What I don't understand (I don't understand the details of this intialization code, unfortunately), is that if your code by mistake did not use the code above 1GB, how does changing the amount of memory from 2GB to 4GB, etc., make any difference at all

I have actually tried to run tst-huge.so at the point of the commit https://github.com/cloudius-systems/osv/commit/97fe8aa3d2d8f2c938fcaa379c44ae5a80dfbf33 with manually applied patch to correct > 1GB issue and the test exhibits the exact same behavior. I feared that some other commit after (like moving kernel code 1GB higher in virtual memory) introduced new bug causing this test to hang but more and more it looks like using memory below kernel has exposed some old existing bug.

I have also suspected that possibly this issue is similar to what I fixed with this commit - https://github.com/cloudius-systems/osv/commit/ef56fde773f71662d193de8c4e799ec5ae55bf4b - initializing memory in the 2nd MB where we uncompress lzloader.elf and has all that garbage. So I added manually the memset() calls to reset first 640K and next 1MB of memory but it did not help.

     mmu::linear_map(elf_start, elf_phys, elf_size, OSV_KERNEL_BASE);

     // get rid of the command line, before low memory is unmapped

     parse_cmdline(mb);

+    memset((void*)0x0, 0, 0x9fc00);

+    memset((void*)0x100000, 0, 0x100000);

     // now that we have some free memory, we can start mapping the rest

     mmu::switch_to_runtime_page_tables();

Also here are the examples of e820 segments passed to OSv with 1G, 2G, 3.5G, 4G and 8G:

1G)
start: 0x0000000000000000, size: 0x000000000009fc00

start: 0x0000000000100000, size: 0x000000003fede000

2G)
start: 0x0000000000000000, size: 0x000000000009fc00

start: 0x0000000000100000, size: 0x000000007fede000

3.5G)
start: 0x0000000000000000, size: 0x000000000009fc00

start: 0x0000000000100000, size: 0x00000000bfede000
start: 0x0000000100000000, size: 0x0000000020000000

4G)
start: 0x0000000000000000, size: 0x000000000009fc00

start: 0x0000000000100000, size: 0x00000000bfede000
start: 0x0000000100000000, size: 0x0000000040000000

8G)

start: 0x0000000000000000, size: 0x000000000009fc00

start: 0x0000000000100000, size: 0x00000000bfede000
start: 0x0000000100000000, size: 0x0000000140000000

 

As you can see with 3.5G and more OSv gets 3 ranges. 

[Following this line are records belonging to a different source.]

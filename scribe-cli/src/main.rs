// Command-line interface for scribe
//
// This binary renders a finished document tree, serialized as JSON by an upstream tool, into
// Markdown. The heavy lifting lives in the scribe-md library; this crate only deals with the
// shell: arguments, configuration files, stdin/stdout and exit codes.
//
// Usage:
//  scribe <input.json>                                  - Render to stdout
//  scribe <input.json> -o <file>                        - Render to a file
//  scribe <input.json> --outdir <dir> [--docname <name>] - Render to <dir>/<name>.<suffix>
//  scribe - < input.json                                - Read the tree from stdin
//  scribe --list-kinds                                  - List the node kinds with a renderer
//
// Configuration:
//
// Defaults come from the embedded scribe.default.toml, then ./scribe.toml if present, then the
// file given with --config. Flags such as --newlines and --heading-char override all of them.

use clap::{Arg, ArgAction, ArgMatches, Command, ValueHint};
use scribe_config::{Loader, ScribeConfig};
use scribe_md::publish::{publish, PublishArtifact, PublishSpec};
use scribe_md::{HandlerRegistry, MarkdownWriter, Node, RenderOptions};
use std::fs;
use std::io::{self, IsTerminal, Read};
use std::path::Path;
use tracing_subscriber::EnvFilter;

const STDIN_MARKER: &str = "-";

fn build_cli() -> Command {
    Command::new("scribe")
        .version(env!("CARGO_PKG_VERSION"))
        .about("Render document trees to Markdown")
        .long_about(
            "scribe renders a finished document tree (JSON) into Markdown text.\n\n\
            The input is the JSON form of the tree: every node has a \"kind\", and optionally\n\
            \"children\", \"text\" (text leaves only) and \"attributes\".\n\
            Node kinds without a renderer are dropped with their subtree and logged.\n\n\
            Examples:\n  \
            scribe doc.json                          # Render to stdout\n  \
            scribe doc.json -o doc.md                # Render to a file\n  \
            scribe doc.json --outdir build           # Writes build/doc.md\n  \
            scribe - --newlines crlf < doc.json      # Read stdin, CRLF output\n  \
            scribe --list-kinds                      # Show supported node kinds",
        )
        .arg_required_else_help(true)
        .arg(
            Arg::new("input")
                .help("Path to the JSON document tree, or '-' for stdin")
                .required_unless_present("list-kinds")
                .index(1)
                .value_hint(ValueHint::FilePath),
        )
        .arg(
            Arg::new("output")
                .long("output")
                .short('o')
                .value_name("FILE")
                .help("Output file path (defaults to stdout)")
                .conflicts_with("outdir")
                .value_hint(ValueHint::FilePath),
        )
        .arg(
            Arg::new("outdir")
                .long("outdir")
                .value_name("DIR")
                .help("Write <DIR>/<docname>.<suffix>")
                .value_hint(ValueHint::DirPath),
        )
        .arg(
            Arg::new("docname")
                .long("docname")
                .value_name("NAME")
                .help("Document name used with --outdir (defaults to the input file stem)")
                .requires("outdir"),
        )
        .arg(
            Arg::new("newlines")
                .long("newlines")
                .value_name("STYLE")
                .help("Line terminator of the output")
                .value_parser(["lf", "crlf", "native"]),
        )
        .arg(
            Arg::new("heading-char")
                .long("heading-char")
                .value_name("CHAR")
                .help("Character repeated to mark heading depth")
                .value_parser(clap::value_parser!(char)),
        )
        .arg(
            Arg::new("config")
                .long("config")
                .value_name("PATH")
                .help("Path to a scribe.toml configuration file")
                .value_hint(ValueHint::FilePath),
        )
        .arg(
            Arg::new("verbose")
                .long("verbose")
                .short('v')
                .help("Log more (repeat for debug output)")
                .action(ArgAction::Count),
        )
        .arg(
            Arg::new("list-kinds")
                .long("list-kinds")
                .help("List the node kinds that have a renderer")
                .action(ArgAction::SetTrue),
        )
}

fn main() {
    let matches = build_cli().get_matches();

    init_logging(matches.get_count("verbose"));

    if matches.get_flag("list-kinds") {
        handle_list_kinds_command();
        return;
    }

    let config = load_cli_config(&matches);
    let input = matches
        .get_one::<String>("input")
        .map(String::as_str)
        .unwrap_or(STDIN_MARKER);
    handle_render_command(input, &matches, &config);
}

/// Log to stderr. `RUST_LOG` wins over `-v`.
fn init_logging(verbosity: u8) {
    let default_level = match verbosity {
        0 => "warn",
        1 => "info",
        _ => "debug",
    };
    let filter =
        EnvFilter::try_from_default_env().unwrap_or_else(|_| EnvFilter::new(default_level));
    tracing_subscriber::fmt()
        .with_env_filter(filter)
        .with_writer(io::stderr)
        .with_ansi(io::stderr().is_terminal())
        .with_target(false)
        .init();
}

fn handle_list_kinds_command() {
    let registry = HandlerRegistry::with_defaults();
    for kind in registry.list_kinds() {
        println!("{kind}");
    }
}

fn handle_render_command(input: &str, matches: &ArgMatches, config: &ScribeConfig) {
    let source = read_input(input).unwrap_or_else(|e| {
        eprintln!("Error reading input '{input}': {e}");
        std::process::exit(1);
    });

    let document = Node::from_json(&source).unwrap_or_else(|e| {
        eprintln!("Invalid document tree in '{input}': {e}");
        std::process::exit(1);
    });
    tracing::debug!(nodes = document.size(), "document tree loaded");

    let writer = MarkdownWriter::new(RenderOptions::from(&config.render));
    let spec = publish_spec(&document, input, matches, config).unwrap_or_else(|e| {
        eprintln!("Error: {e}");
        std::process::exit(1);
    });

    match publish(spec, &writer) {
        Ok(result) => {
            // Files are reported by the publisher's own log event.
            if let PublishArtifact::InMemory(text) = result.artifact {
                print!("{text}");
            }
        }
        Err(e) => {
            eprintln!("Error: {e}");
            std::process::exit(1);
        }
    }
}

fn read_input(input: &str) -> io::Result<String> {
    if input == STDIN_MARKER {
        let mut source = String::new();
        io::stdin().read_to_string(&mut source)?;
        Ok(source)
    } else {
        fs::read_to_string(input)
    }
}

fn publish_spec<'a>(
    document: &'a Node,
    input: &str,
    matches: &ArgMatches,
    config: &ScribeConfig,
) -> Result<PublishSpec<'a>, String> {
    let docname = match matches.get_one::<String>("docname") {
        Some(name) => name.clone(),
        None => default_docname(input).unwrap_or_default(),
    };
    let spec = PublishSpec::new(document, docname).with_suffix(config.output.suffix.as_str());

    if let Some(output) = matches.get_one::<String>("output") {
        return Ok(spec.with_output_path(output));
    }
    if let Some(outdir) = matches.get_one::<String>("outdir") {
        if spec.docname.is_empty() {
            return Err("--outdir needs --docname when reading from stdin".to_string());
        }
        return Ok(spec.with_outdir(outdir));
    }
    Ok(spec)
}

/// File stem of the input, if it is a file.
fn default_docname(input: &str) -> Option<String> {
    if input == STDIN_MARKER {
        return None;
    }
    Path::new(input)
        .file_stem()
        .map(|stem| stem.to_string_lossy().into_owned())
}

fn load_cli_config(matches: &ArgMatches) -> ScribeConfig {
    let loader = Loader::new().with_optional_file("scribe.toml");
    let loader = match matches.get_one::<String>("config") {
        Some(path) => loader.with_file(path),
        None => loader,
    };

    apply_config_overrides(loader, matches)
        .and_then(Loader::build)
        .unwrap_or_else(|err| {
            eprintln!("Failed to load configuration: {err}");
            std::process::exit(1);
        })
}

fn apply_config_overrides(
    mut loader: Loader,
    matches: &ArgMatches,
) -> Result<Loader, scribe_config::ConfigError> {
    if let Some(newlines) = matches.get_one::<String>("newlines") {
        loader = loader.set_override("render.line_terminator", newlines.as_str())?;
    }
    if let Some(marker) = matches.get_one::<char>("heading-char") {
        loader = loader.set_override("render.heading_char", marker.to_string())?;
    }
    Ok(loader)
}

I wonder if we have a bug where the order in which the free ranges get added using free_initial_memory_range() matters. In other words the fact that we add 0-640K and 1M-2B after we add kernel_end-1GB which happens first:

Examples with 2G memory passed (see 4 calls to free_initial_memory_range()): 

free_initial_memory_range, addr: 000000000093daf4

free_initial_memory_range, size: 000000003f6c250c

free_initial_memory_range, addr: 0000000000000000

free_initial_memory_range, size: 000000000009fc00

free_initial_memory_range, addr: 0000000000100000

free_initial_memory_range, size: 0000000000100000

free_initial_memory_range, addr: 0000000040000000

free_initial_memory_range, size: 000000003ffde000

with 1G there are only 3 calls:

free_initial_memory_range, addr: 000000000093daf4

free_initial_memory_range, size: 000000003f6c250c

free_initial_memory_range, addr: 0000000000000000

free_initial_memory_range, size: 000000000009fc00

free_initial_memory_range, addr: 0000000000100000

free_initial_memory_range, size: 0000000000100000

To unsubscribe from this group and stop receiving emails from it, send an email to osv...@googlegroups.com.

[Rick Payne]

On Wed, 2019-08-21 at 13:21 +0300, Nadav Har'El wrote:
>
> This is often not the problem itself, but rather a result of an
> earlier bug, which caused
> us to want to print an error message and that generated another
> error, and so on.

Understood.

Still working on testing 0.53, and I'm now seeing another page fault
issue:

page fault outsAssertion failed: sched::exception_depth <= 1
(core/sched.cc: reschedule_from_interrupt: 236)

[backtrace]


I get nothing more than that - no backtrace. Will work on getting a bit
more later. Could well be that I'm running this out of memory too...

Rick

[Nadav Har'El]

On Wed, Aug 21, 2019 at 10:21 PM Rick Payne <ri...@rossfell.co.uk> wrote:

On Wed, 2019-08-21 at 12:22 +0300, Nadav Har'El wrote:
> I am guessing (need to verify...) that our rwlock implementation is
> not recursive - a thread already holding the write lock needs to wait
> (forever) for the read lock. If this is true, this is an rwlock bug.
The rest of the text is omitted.